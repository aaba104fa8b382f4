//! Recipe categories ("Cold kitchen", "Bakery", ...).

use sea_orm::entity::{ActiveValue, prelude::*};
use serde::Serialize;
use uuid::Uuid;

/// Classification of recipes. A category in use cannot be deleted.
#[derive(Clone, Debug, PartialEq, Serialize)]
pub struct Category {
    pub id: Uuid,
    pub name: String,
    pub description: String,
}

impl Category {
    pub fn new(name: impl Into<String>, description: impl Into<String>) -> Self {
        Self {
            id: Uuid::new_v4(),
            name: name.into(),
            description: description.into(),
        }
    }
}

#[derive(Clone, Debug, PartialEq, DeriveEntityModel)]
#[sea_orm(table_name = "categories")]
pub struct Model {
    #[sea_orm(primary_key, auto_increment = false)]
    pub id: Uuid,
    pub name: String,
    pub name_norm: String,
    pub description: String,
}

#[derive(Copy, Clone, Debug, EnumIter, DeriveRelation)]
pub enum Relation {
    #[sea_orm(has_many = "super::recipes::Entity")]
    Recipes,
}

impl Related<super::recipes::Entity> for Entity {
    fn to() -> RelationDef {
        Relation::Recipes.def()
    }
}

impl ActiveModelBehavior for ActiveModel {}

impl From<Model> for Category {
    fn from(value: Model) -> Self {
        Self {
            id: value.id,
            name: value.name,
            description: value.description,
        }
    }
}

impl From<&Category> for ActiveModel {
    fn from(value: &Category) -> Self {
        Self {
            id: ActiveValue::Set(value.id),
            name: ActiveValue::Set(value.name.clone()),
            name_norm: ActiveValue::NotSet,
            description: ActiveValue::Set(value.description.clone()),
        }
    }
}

+ + +

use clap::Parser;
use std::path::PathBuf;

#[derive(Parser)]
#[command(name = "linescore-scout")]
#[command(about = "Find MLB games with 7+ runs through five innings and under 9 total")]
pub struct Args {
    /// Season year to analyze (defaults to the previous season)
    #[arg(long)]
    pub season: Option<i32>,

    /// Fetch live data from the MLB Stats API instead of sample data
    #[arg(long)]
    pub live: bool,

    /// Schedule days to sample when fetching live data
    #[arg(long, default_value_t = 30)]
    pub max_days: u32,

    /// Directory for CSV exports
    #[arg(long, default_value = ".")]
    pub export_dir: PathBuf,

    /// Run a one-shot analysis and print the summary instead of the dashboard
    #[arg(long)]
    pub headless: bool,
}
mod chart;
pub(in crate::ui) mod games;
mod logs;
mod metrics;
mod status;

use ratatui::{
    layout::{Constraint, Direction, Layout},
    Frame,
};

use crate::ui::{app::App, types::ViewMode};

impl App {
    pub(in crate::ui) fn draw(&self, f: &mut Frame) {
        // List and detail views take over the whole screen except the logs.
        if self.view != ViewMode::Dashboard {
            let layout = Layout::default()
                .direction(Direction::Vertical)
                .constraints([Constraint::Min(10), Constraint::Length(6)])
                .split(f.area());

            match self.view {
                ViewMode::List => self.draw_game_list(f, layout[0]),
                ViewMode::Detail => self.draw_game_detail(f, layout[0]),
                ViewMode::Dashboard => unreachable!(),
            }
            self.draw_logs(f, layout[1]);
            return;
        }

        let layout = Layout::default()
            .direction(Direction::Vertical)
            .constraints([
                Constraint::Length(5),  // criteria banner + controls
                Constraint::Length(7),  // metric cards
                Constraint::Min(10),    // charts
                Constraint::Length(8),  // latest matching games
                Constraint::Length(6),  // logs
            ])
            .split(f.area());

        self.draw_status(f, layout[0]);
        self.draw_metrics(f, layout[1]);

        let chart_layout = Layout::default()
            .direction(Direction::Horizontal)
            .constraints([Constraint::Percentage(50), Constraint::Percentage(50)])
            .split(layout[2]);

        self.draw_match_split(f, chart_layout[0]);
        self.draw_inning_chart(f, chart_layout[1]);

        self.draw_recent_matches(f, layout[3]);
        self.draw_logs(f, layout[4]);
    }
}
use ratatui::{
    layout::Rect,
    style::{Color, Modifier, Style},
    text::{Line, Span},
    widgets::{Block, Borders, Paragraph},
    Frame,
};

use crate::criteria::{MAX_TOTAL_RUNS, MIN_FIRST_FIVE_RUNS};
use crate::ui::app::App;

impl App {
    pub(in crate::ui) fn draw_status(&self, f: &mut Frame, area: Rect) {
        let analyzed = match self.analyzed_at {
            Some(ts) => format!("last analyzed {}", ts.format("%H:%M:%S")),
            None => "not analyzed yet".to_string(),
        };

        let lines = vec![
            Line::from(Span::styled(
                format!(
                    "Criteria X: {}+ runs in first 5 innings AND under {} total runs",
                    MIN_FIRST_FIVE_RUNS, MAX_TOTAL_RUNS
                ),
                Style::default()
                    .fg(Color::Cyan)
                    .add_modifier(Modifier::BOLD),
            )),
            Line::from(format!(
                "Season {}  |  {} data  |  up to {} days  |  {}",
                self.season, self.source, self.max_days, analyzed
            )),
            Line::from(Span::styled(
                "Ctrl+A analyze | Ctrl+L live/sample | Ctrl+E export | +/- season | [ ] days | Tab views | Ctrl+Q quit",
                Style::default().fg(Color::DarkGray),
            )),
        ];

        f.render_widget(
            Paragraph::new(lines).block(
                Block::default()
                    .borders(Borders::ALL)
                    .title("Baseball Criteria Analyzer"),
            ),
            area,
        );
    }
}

+ + +

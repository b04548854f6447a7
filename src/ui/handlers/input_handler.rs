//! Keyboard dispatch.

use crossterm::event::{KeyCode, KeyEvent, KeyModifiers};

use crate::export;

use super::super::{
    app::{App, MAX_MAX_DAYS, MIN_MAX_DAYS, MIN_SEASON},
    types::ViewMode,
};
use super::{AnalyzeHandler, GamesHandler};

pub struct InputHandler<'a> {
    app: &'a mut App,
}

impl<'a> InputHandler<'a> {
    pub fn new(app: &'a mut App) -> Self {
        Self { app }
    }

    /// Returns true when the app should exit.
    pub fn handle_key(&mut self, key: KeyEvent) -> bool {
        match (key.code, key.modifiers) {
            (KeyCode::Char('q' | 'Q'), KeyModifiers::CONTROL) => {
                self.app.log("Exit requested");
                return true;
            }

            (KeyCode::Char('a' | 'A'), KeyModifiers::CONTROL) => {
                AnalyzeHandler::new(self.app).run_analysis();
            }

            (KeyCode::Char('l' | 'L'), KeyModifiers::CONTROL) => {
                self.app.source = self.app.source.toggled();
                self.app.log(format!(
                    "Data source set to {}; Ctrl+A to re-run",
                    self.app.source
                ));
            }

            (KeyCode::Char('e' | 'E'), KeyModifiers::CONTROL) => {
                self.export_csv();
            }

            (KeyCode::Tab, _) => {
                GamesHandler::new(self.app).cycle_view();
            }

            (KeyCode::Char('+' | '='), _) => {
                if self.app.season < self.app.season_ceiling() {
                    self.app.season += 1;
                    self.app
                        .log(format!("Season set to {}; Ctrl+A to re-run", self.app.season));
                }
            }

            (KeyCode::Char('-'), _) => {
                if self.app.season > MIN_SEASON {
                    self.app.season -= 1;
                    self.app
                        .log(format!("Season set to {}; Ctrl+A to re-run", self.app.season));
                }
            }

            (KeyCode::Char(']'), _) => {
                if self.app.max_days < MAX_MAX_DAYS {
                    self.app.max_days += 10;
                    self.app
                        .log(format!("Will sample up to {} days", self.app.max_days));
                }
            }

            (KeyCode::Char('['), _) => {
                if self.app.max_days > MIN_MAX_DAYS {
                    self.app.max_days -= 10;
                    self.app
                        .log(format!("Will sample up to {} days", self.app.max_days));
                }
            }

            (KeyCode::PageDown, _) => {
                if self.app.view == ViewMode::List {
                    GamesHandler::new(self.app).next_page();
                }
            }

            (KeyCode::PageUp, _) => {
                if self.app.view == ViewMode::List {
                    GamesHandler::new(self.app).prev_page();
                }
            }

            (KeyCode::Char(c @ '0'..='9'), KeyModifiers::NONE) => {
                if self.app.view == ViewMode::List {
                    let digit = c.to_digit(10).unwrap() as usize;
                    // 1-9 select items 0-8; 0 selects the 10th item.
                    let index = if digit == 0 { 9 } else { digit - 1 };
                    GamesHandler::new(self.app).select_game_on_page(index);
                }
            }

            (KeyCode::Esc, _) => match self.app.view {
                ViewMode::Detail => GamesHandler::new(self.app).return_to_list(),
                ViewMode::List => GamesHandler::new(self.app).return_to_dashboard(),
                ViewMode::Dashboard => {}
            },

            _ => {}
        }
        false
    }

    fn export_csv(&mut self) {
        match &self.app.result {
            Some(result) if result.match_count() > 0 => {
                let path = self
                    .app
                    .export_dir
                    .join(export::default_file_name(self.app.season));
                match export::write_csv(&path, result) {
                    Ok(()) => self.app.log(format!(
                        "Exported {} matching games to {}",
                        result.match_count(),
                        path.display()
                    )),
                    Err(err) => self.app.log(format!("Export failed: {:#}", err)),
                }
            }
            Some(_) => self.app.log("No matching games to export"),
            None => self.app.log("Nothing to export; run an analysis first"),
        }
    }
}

+ + +

Goal of the exercise →
Copy from the entries only those lines that hold the word "true".

Answer section →
    /// Returns true when the app should exit.
                return true;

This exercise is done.